**Data shown**.
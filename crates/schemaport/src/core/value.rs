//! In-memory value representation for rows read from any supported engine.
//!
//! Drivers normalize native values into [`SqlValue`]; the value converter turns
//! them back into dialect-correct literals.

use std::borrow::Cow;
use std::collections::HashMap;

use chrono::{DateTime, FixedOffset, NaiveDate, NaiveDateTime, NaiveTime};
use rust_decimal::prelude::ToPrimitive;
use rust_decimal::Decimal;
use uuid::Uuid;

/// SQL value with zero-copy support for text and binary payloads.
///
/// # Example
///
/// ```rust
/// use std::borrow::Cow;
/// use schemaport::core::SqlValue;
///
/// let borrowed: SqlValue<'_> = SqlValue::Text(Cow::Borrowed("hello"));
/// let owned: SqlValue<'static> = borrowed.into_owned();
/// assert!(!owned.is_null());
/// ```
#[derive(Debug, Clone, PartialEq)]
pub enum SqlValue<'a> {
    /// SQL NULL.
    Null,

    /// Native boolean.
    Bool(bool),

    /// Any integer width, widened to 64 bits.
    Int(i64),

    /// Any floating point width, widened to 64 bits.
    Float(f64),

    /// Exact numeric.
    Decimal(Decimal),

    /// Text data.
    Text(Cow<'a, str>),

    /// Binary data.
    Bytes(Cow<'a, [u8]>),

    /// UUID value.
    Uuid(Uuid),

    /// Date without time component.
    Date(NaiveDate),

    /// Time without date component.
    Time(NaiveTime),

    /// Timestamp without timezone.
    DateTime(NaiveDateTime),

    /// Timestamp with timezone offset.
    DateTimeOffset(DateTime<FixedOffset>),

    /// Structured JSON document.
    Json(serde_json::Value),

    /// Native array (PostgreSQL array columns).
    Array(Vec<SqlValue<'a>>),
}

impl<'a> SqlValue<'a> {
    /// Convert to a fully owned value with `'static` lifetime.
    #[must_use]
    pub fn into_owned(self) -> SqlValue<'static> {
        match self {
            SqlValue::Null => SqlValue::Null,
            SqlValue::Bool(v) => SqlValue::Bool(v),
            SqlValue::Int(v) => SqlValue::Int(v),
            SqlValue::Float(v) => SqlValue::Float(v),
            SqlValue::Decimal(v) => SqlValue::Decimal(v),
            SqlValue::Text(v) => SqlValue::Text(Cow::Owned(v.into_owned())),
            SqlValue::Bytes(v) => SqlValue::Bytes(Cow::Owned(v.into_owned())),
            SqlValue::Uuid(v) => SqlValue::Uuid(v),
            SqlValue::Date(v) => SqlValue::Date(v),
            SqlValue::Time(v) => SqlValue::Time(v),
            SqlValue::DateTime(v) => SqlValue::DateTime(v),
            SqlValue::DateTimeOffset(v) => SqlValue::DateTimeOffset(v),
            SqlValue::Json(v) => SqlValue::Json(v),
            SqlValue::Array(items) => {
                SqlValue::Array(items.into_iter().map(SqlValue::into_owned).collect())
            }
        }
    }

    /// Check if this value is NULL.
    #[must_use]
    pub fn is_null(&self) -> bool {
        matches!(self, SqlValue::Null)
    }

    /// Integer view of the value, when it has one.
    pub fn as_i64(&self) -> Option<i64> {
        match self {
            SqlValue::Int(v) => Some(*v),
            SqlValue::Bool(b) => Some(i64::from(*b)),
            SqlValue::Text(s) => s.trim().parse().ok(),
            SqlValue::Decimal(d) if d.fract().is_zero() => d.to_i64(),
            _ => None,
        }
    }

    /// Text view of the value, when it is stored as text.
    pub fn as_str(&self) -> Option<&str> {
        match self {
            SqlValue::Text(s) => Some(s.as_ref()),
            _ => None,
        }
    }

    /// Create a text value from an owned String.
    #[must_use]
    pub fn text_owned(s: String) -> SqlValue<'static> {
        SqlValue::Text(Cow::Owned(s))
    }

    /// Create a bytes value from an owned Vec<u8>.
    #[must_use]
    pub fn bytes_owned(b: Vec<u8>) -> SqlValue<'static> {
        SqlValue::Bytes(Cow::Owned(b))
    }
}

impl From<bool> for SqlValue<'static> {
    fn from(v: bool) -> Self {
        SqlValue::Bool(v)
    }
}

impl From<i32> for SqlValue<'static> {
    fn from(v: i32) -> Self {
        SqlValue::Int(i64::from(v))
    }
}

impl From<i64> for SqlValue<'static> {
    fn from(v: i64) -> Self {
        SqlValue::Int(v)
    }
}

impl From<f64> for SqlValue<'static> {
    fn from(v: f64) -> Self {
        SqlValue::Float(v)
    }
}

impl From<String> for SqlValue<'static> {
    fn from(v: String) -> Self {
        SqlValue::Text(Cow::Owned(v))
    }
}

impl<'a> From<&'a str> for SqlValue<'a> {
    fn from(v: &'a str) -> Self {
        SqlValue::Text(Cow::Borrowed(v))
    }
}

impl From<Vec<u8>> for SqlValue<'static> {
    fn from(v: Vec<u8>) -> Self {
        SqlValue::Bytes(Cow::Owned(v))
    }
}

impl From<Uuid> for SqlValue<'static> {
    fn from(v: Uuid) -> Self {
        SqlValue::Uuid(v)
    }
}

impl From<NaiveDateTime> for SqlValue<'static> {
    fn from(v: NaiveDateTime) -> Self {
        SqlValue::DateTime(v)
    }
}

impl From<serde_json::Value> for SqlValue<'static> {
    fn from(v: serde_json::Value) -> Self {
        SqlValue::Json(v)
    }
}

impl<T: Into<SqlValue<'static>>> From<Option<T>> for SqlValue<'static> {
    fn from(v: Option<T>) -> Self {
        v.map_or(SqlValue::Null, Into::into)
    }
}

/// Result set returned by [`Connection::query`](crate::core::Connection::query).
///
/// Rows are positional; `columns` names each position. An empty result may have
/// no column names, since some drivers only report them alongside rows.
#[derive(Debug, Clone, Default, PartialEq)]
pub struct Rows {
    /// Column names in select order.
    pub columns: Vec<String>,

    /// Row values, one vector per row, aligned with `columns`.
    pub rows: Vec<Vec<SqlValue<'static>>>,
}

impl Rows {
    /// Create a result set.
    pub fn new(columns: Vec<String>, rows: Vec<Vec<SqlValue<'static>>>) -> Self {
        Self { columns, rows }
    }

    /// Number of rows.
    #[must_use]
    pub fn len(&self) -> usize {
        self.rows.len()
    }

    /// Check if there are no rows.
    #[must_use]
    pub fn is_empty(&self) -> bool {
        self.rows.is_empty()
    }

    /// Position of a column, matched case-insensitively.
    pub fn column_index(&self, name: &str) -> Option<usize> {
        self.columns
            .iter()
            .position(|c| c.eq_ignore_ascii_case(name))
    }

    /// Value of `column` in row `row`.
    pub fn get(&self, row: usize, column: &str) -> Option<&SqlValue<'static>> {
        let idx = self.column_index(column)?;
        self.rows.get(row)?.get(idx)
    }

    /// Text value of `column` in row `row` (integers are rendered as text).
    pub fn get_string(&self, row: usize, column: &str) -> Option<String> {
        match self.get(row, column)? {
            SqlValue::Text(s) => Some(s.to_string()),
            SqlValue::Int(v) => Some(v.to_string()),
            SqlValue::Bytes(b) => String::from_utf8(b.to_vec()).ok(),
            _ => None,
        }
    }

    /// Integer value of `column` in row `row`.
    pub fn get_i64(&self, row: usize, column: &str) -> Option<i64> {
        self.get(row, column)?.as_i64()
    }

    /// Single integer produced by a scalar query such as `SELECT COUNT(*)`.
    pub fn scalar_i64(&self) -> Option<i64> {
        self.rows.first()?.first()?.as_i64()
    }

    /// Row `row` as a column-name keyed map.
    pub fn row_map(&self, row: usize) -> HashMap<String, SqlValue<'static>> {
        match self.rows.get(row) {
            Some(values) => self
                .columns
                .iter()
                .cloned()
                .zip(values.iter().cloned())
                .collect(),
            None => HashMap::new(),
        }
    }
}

**Exercise goal**. Each entry must be set down exactly as it appears.

**Response**.
filename crates/schemaport/src/core/value.rs
//! In-memory value representation for rows read from any supported engine.
//!
//! Drivers normalize native values into [`SqlValue`]; the value converter turns
//! them back into dialect-correct literals.

use std::borrow::Cow;
use std::collections::HashMap;

use chrono::{DateTime, FixedOffset, NaiveDate, NaiveDateTime, NaiveTime};
use rust_decimal::prelude::ToPrimitive;
use rust_decimal::Decimal;
use uuid::Uuid;

/// SQL value with zero-copy support for text and binary payloads.
///
/// # Example
///
/// ```rust
/// use std::borrow::Cow;
/// use schemaport::core::SqlValue;
///
/// let borrowed: SqlValue<'_> = SqlValue::Text(Cow::Borrowed("hello"));
/// let owned: SqlValue<'static> = borrowed.into_owned();
/// assert!(!owned.is_null());
/// ```
#[derive(Debug, Clone, PartialEq)]
pub enum SqlValue<'a> {
    /// SQL NULL.
    Null,

    /// Native boolean.
    Bool(bool),

    /// Any integer width, widened to 64 bits.
    Int(i64),

    /// Any floating point width, widened to 64 bits.
    Float(f64),

    /// Exact numeric.
    Decimal(Decimal),

    /// Text data.
    Text(Cow<'a, str>),

    /// Binary data.
    Bytes(Cow<'a, [u8]>),

    /// UUID value.
    Uuid(Uuid),

    /// Date without time component.
    Date(NaiveDate),

    /// Time without date component.
    Time(NaiveTime),

    /// Timestamp without timezone.
    DateTime(NaiveDateTime),

    /// Timestamp with timezone offset.
    DateTimeOffset(DateTime<FixedOffset>),

    /// Structured JSON document.
    Json(serde_json::Value),

    /// Native array (PostgreSQL array columns).
    Array(Vec<SqlValue<'a>>),
}

impl<'a> SqlValue<'a> {
    /// Convert to a fully owned value with `'static` lifetime.
    #[must_use]
    pub fn into_owned(self) -> SqlValue<'static> {
        match self {
            SqlValue::Null => SqlValue::Null,
            SqlValue::Bool(v) => SqlValue::Bool(v),
            SqlValue::Int(v) => SqlValue::Int(v),
            SqlValue::Float(v) => SqlValue::Float(v),
            SqlValue::Decimal(v) => SqlValue::Decimal(v),
            SqlValue::Text(v) => SqlValue::Text(Cow::Owned(v.into_owned())),
            SqlValue::Bytes(v) => SqlValue::Bytes(Cow::Owned(v.into_owned())),
            SqlValue::Uuid(v) => SqlValue::Uuid(v),
            SqlValue::Date(v) => SqlValue::Date(v),
            SqlValue::Time(v) => SqlValue::Time(v),
            SqlValue::DateTime(v) => SqlValue::DateTime(v),
            SqlValue::DateTimeOffset(v) => SqlValue::DateTimeOffset(v),
            SqlValue::Json(v) => SqlValue::Json(v),
            SqlValue::Array(items) => {
                SqlValue::Array(items.into_iter().map(SqlValue::into_owned).collect())
            }
        }
    }

    /// Check if this value is NULL.
    #[must_use]
    pub fn is_null(&self) -> bool {
        matches!(self, SqlValue::Null)
    }

    /// Integer view of the value, when it has one.
    pub fn as_i64(&self) -> Option<i64> {
        match self {
            SqlValue::Int(v) => Some(*v),
            SqlValue::Bool(b) => Some(i64::from(*b)),
            SqlValue::Text(s) => s.trim().parse().ok(),
            SqlValue::Decimal(d) if d.fract().is_zero() => d.to_i64(),
            _ => None,
        }
    }

    /// Text view of the value, when it is stored as text.
    pub fn as_str(&self) -> Option<&str> {
        match self {
            SqlValue::Text(s) => Some(s.as_ref()),
            _ => None,
        }
    }

    /// Create a text value from an owned String.
    #[must_use]
    pub fn text_owned(s: String) -> SqlValue<'static> {
        SqlValue::Text(Cow::Owned(s))
    }

    /// Create a bytes value from an owned Vec<u8>.
    #[must_use]
    pub fn bytes_owned(b: Vec<u8>) -> SqlValue<'static> {
        SqlValue::Bytes(Cow::Owned(b))
    }
}

impl From<bool> for SqlValue<'static> {
    fn from(v: bool) -> Self {
        SqlValue::Bool(v)
    }
}

impl From<i32> for SqlValue<'static> {
    fn from(v: i32) -> Self {
        SqlValue::Int(i64::from(v))
    }
}

impl From<i64> for SqlValue<'static> {
    fn from(v: i64) -> Self {
        SqlValue::Int(v)
    }
}

impl From<f64> for SqlValue<'static> {
    fn from(v: f64) -> Self {
        SqlValue::Float(v)
    }
}

impl From<String> for SqlValue<'static> {
    fn from(v: String) -> Self {
        SqlValue::Text(Cow::Owned(v))
    }
}

impl<'a> From<&'a str> for SqlValue<'a> {
    fn from(v: &'a str) -> Self {
        SqlValue::Text(Cow::Borrowed(v))
    }
}

impl From<Vec<u8>> for SqlValue<'static> {
    fn from(v: Vec<u8>) -> Self {
        SqlValue::Bytes(Cow::Owned(v))
    }
}

impl From<Uuid> for SqlValue<'static> {
    fn from(v: Uuid) -> Self {
        SqlValue::Uuid(v)
    }
}

impl From<NaiveDateTime> for SqlValue<'static> {
    fn from(v: NaiveDateTime) -> Self {
        SqlValue::DateTime(v)
    }
}

impl From<serde_json::Value> for SqlValue<'static> {
    fn from(v: serde_json::Value) -> Self {
        SqlValue::Json(v)
    }
}

impl<T: Into<SqlValue<'static>>> From<Option<T>> for SqlValue<'static> {
    fn from(v: Option<T>) -> Self {
        v.map_or(SqlValue::Null, Into::into)
    }
}

/// Result set returned by [`Connection::query`](crate::core::Connection::query).
///
/// Rows are positional; `columns` names each position. An empty result may have
/// no column names, since some drivers only report them alongside rows.
#[derive(Debug, Clone, Default, PartialEq)]
pub struct Rows {
    /// Column names in select order.
    pub columns: Vec<String>,

    /// Row values, one vector per row, aligned with `columns`.
    pub rows: Vec<Vec<SqlValue<'static>>>,
}

impl Rows {
    /// Create a result set.
    pub fn new(columns: Vec<String>, rows: Vec<Vec<SqlValue<'static>>>) -> Self {
        Self { columns, rows }
    }

    /// Number of rows.
    #[must_use]
    pub fn len(&self) -> usize {
        self.rows.len()
    }

    /// Check if there are no rows.
    #[must_use]
    pub fn is_empty(&self) -> bool {
        self.rows.is_empty()
    }

    /// Position of a column, matched case-insensitively.
    pub fn column_index(&self, name: &str) -> Option<usize> {
        self.columns
            .iter()
            .position(|c| c.eq_ignore_ascii_case(name))
    }

    /// Value of `column` in row `row`.
    pub fn get(&self, row: usize, column: &str) -> Option<&SqlValue<'static>> {
        let idx = self.column_index(column)?;
        self.rows.get(row)?.get(idx)
    }

    /// Text value of `column` in row `row` (integers are rendered as text).
    pub fn get_string(&self, row: usize, column: &str) -> Option<String> {
        match self.get(row, column)? {
            SqlValue::Text(s) => Some(s.to_string()),
            SqlValue::Int(v) => Some(v.to_string()),
            SqlValue::Bytes(b) => String::from_utf8(b.to_vec()).ok(),
            _ => None,
        }
    }

    /// Integer value of `column` in row `row`.
    pub fn get_i64(&self, row: usize, column: &str) -> Option<i64> {
        self.get(row, column)?.as_i64()
    }

    /// Single integer produced by a scalar query such as `SELECT COUNT(*)`.
    pub fn scalar_i64(&self) -> Option<i64> {
        self.rows.first()?.first()?.as_i64()
    }

    /// Row `row` as a column-name keyed map.
    pub fn row_map(&self, row: usize) -> HashMap<String, SqlValue<'static>> {
        match self.rows.get(row) {
            Some(values) => self
                .columns
                .iter()
                .cloned()
                .zip(values.iter().cloned())
                .collect(),
            None => HashMap::new(),
        }
    }
}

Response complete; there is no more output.